Study Reveals No Evidence to Support Most European Cancer Drug Approvals

ema cancer drug approvals

A new study concludes the majority of cancer drugs approved by the EMA between 2009 and 2013 weren’t backed by sufficient evidence that they are effective.

A team of researchers from King’s College London and the London School of Economics has published a new study reviewing the clinical data used to back the approval of cancer drugs by the EMA over a 5-year period, from 2009 to 2013. The results, published in the BMJ, reveal that out of 48 drugs approved for 68 indications, the majority (57%) entered the market without evidence of improving survival or quality of life in clinical trials.

Furthermore, for those drugs that did show improvement in overall survival (24 out of 68, 35%), the benefits turned out to be limited, with a median of 2.7 months of life prolongation and a maximum of 5.8 months.

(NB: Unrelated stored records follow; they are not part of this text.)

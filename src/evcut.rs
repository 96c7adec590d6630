//! Per-event quasi-elastic selection
//!
//! The selection has two tiers, as in the reference analysis: an outer
//! pre-selection on the raw readout (vertex fiducial volume, calorimeter
//! activity, beam monitor) that gates every downstream aggregate, and an
//! inner kinematic cut (E/p band, Q², W², |dy|) that defines the
//! quasi-elastic sample proper.
//!
//! Boundary conventions follow the reference selection: fiducial bounds are
//! inclusive, energy thresholds strict, the E/p band inclusive on both
//! edges, the Q² floor inclusive, the W² ceiling and the |dy| bound strict.

use crate::{event::EventRecord, numeric::Float, observables::DerivedObservables};

use prefix_num_ops::real::*;

/// Two-tier verdict of the selection on one event
#[derive(Debug, Clone, Copy)]
pub struct CutVerdict {
    /// Event passes the outer pre-selection
    pub preselected: bool,

    /// Event also passes the full quasi-elastic selection
    pub selected: bool,
}

/// Thresholds of the per-event selection
#[derive(Debug, Clone)]
pub struct EventCut {
    /// Fiducial half-width on the vertex x coordinate (m)
    pub vertex_x_max: Float,

    /// Fiducial half-width on the vertex y coordinate (m)
    pub vertex_y_max: Float,

    /// Fiducial half-width on the vertex z coordinate (m)
    pub vertex_z_max: Float,

    /// Minimum HCAL cluster energy (GeV)
    pub min_cluster_energy: Float,

    /// Minimum preshower segment energy (GeV)
    pub min_preshower_energy: Float,

    /// Lower edge of the electron PID band on E/p
    pub min_e_over_p: Float,

    /// Upper edge of the electron PID band on E/p
    pub max_e_over_p: Float,

    /// Minimum Q² (GeV²)
    pub min_q2: Float,

    /// Maximum W² (GeV²)
    pub max_w2: Float,

    /// Bound on the non-dispersive residual |dy| (m)
    pub max_abs_dy: Float,
}
//
impl EventCut {
    /// Standard thresholds of the quasi-elastic selection
    ///
    /// Only the Q² floor varies across kinematics settings.
    pub fn with_min_q2(min_q2: Float) -> Self {
        EventCut {
            vertex_x_max: 0.0115,
            vertex_y_max: 0.0115,
            vertex_z_max: 0.27,
            min_cluster_energy: 0.025,
            min_preshower_energy: 0.2,
            min_e_over_p: 0.85,
            max_e_over_p: 1.15,
            min_q2,
            max_w2: 2.0,
            max_abs_dy: 0.5,
        }
    }

    /// Outer pre-selection on the raw readout
    ///
    /// This is the gate on all downstream aggregates; events failing it are
    /// never histogrammed.
    pub fn preselect(&self, event: &EventRecord) -> bool {
        // Vertex must lie inside the target fiducial volume
        if abs(event.vertex_x) > self.vertex_x_max {
            return false;
        }
        if abs(event.vertex_y) > self.vertex_y_max {
            return false;
        }
        if abs(event.vertex_z) > self.vertex_z_max {
            return false;
        }

        // Calorimeter activity thresholds
        if event.hcal_energy <= self.min_cluster_energy {
            return false;
        }
        if event.preshower_energy <= self.min_preshower_energy {
            return false;
        }

        // Beam monitor must report a physical reading
        event.beam_monitor_energy > 0.
    }

    /// Evaluate both selection tiers on one event
    pub fn evaluate(&self, event: &EventRecord, obs: &DerivedObservables) -> CutVerdict {
        let preselected = self.preselect(event);
        CutVerdict {
            preselected,
            selected: preselected && self.kinematic_cut(event, obs),
        }
    }

    /// Decide whether an event enters the quasi-elastic sample
    pub fn keep(&self, event: &EventRecord, obs: &DerivedObservables) -> bool {
        self.evaluate(event, obs).selected
    }

    /// Inner kinematic cut, evaluated on pre-selected events only
    fn kinematic_cut(&self, event: &EventRecord, obs: &DerivedObservables) -> bool {
        // Electron PID band on E/p
        if event.e_over_p < self.min_e_over_p || event.e_over_p > self.max_e_over_p {
            return false;
        }

        // Kinematic selection
        if obs.q2 < self.min_q2 {
            return false;
        }
        if obs.w2 >= self.max_w2 {
            return false;
        }

        // Quasi-elastic band in the non-dispersive residual
        abs(obs.dy) < self.max_abs_dy
    }
}

#[cfg(test)]
mod tests {
    use super::*;
    use nalgebra::Vector3;

    /// An event and observables that pass every cut with margin
    fn passing_pair() -> (EventRecord, DerivedObservables) {
        let event = EventRecord {
            beam_monitor_energy: 4291.0,
            momentum_x: 1.2,
            momentum_y: 0.05,
            momentum_z: 1.7,
            vertex_x: 0.001,
            vertex_y: -0.002,
            vertex_z: 0.05,
            preshower_energy: 0.5,
            shower_energy: 1.5,
            e_over_p: 1.0,
            hcal_x: 0.1,
            hcal_y: -0.05,
            hcal_energy: 0.3,
            hcal_time: 95.0,
            shower_time: -1060.0,
        };
        let obs = DerivedObservables {
            theta: 0.6,
            phi: 0.04,
            momentum_magnitude: 2.08,
            q2: 2.5,
            w2: 1.1,
            q2_cal: 2.4,
            w2_cal: 1.3,
            elastic_energy: 2.1,
            expected_x: 0.05,
            expected_y: -0.02,
            dx: 0.05,
            dy: -0.03,
            vertex: event.vertex(),
            cointime: 1155.0,
        };
        (event, obs)
    }

    fn cut() -> EventCut {
        EventCut::with_min_q2(2.0)
    }

    #[test]
    fn nominal_event_is_kept() {
        let (event, obs) = passing_pair();
        assert!(cut().keep(&event, &obs));
    }

    #[test]
    fn fiducial_bounds_are_inclusive() {
        let cut = cut();
        let (mut event, obs) = passing_pair();
        event.vertex_z = cut.vertex_z_max;
        assert!(cut.keep(&event, &obs));
        event.vertex_z = cut.vertex_z_max + 1e-6;
        assert!(!cut.keep(&event, &obs));
        event.vertex_z = -cut.vertex_z_max;
        assert!(cut.keep(&event, &obs));
    }

    #[test]
    fn energy_thresholds_are_strict() {
        let cut = cut();
        let (mut event, obs) = passing_pair();
        event.hcal_energy = cut.min_cluster_energy;
        assert!(!cut.keep(&event, &obs));
        event.hcal_energy = cut.min_cluster_energy + 1e-6;
        assert!(cut.keep(&event, &obs));

        let (mut event, obs) = passing_pair();
        event.preshower_energy = cut.min_preshower_energy;
        assert!(!cut.keep(&event, &obs));
    }

    #[test]
    fn pid_band_is_inclusive_on_both_edges() {
        let cut = cut();
        let (mut event, obs) = passing_pair();
        event.e_over_p = cut.min_e_over_p;
        assert!(cut.keep(&event, &obs));
        event.e_over_p = cut.max_e_over_p;
        assert!(cut.keep(&event, &obs));
        event.e_over_p = cut.max_e_over_p + 1e-6;
        assert!(!cut.keep(&event, &obs));
    }

    #[test]
    fn kinematic_bounds_follow_their_conventions() {
        let cut = cut();
        let (event, mut obs) = passing_pair();
        obs.q2 = cut.min_q2;
        assert!(cut.keep(&event, &obs));
        obs.q2 = cut.min_q2 - 1e-6;
        assert!(!cut.keep(&event, &obs));

        let (event, mut obs) = passing_pair();
        obs.w2 = cut.max_w2;
        assert!(!cut.keep(&event, &obs));
        obs.w2 = cut.max_w2 - 1e-6;
        assert!(cut.keep(&event, &obs));

        let (event, mut obs) = passing_pair();
        obs.dy = cut.max_abs_dy;
        assert!(!cut.keep(&event, &obs));
        obs.dy = -(cut.max_abs_dy - 1e-6);
        assert!(cut.keep(&event, &obs));
    }

    #[test]
    fn selection_tiers_are_nested() {
        let cut = cut();

        // Failing the inner kinematic cut keeps the pre-selection verdict
        let (event, mut obs) = passing_pair();
        obs.w2 = 5.0;
        let verdict = cut.evaluate(&event, &obs);
        assert!(verdict.preselected);
        assert!(!verdict.selected);

        // Failing the pre-selection fails both tiers, whatever the
        // kinematics say
        let (mut event, obs) = passing_pair();
        event.vertex_z = 1.0;
        assert!(!cut.preselect(&event));
        let verdict = cut.evaluate(&event, &obs);
        assert!(!verdict.preselected);
        assert!(!verdict.selected);
    }

    #[test]
    fn each_cut_contributes_independently() {
        // Breaking any single condition must flip the overall AND
        let cut = cut();

        let (mut event, obs) = passing_pair();
        event.beam_monitor_energy = 0.;
        assert!(!cut.keep(&event, &obs));

        let (mut event, obs) = passing_pair();
        event.vertex_x = 0.1;
        assert!(!cut.keep(&event, &obs));

        let (mut event, obs) = passing_pair();
        event.vertex_y = -0.1;
        assert!(!cut.keep(&event, &obs));

        let (event, mut obs) = passing_pair();
        obs.vertex = Vector3::zeros();
        obs.dy = 0.7;
        assert!(!cut.keep(&event, &obs));
    }
}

The European Medicines Agency (EMA) offices in Canary Wharf, London

The researchers believe these results expose a major pitfall in the European approval process for cancer drugs. “Any demonstration of a statistically significant difference in survival between treatments, however small and regardless of whether such a difference is clinically meaningful to patients, has recently been accepted as the basis for approving new cancer drugs. Our study suggests these standards are failing to incentivize drug development that best meets the needs of patients, clinicians, and healthcare systems.

 

The authors do claim that the study has some limitations due to big variations on how data is reported and clinical trials are designed. They point out that several drugs were not compared to either placebo or other therapies, or were compared to experimental therapies that had not proved their efficacy. But, when in doubt, they declared to have leaned in favor of the drug. Meaning that reality might be even bleaker than the results presented.

The study highlights how the growing trend of making the process of drug approval faster, especially for indications like cancer, could come at the cost of quality. Programs like the Cancer Drugs Fund (CDF) in the UK are trying to address it, though results don’t seem to be good so far.

This situation has negative implications for patients and public health,” conclude the authors. “When expensive drugs that lack clinically meaningful benefits are approved and paid for within publicly funded healthcare systems, individual patients can be harmed, important societal resources wasted, and the delivery of equitable and affordable care undermined.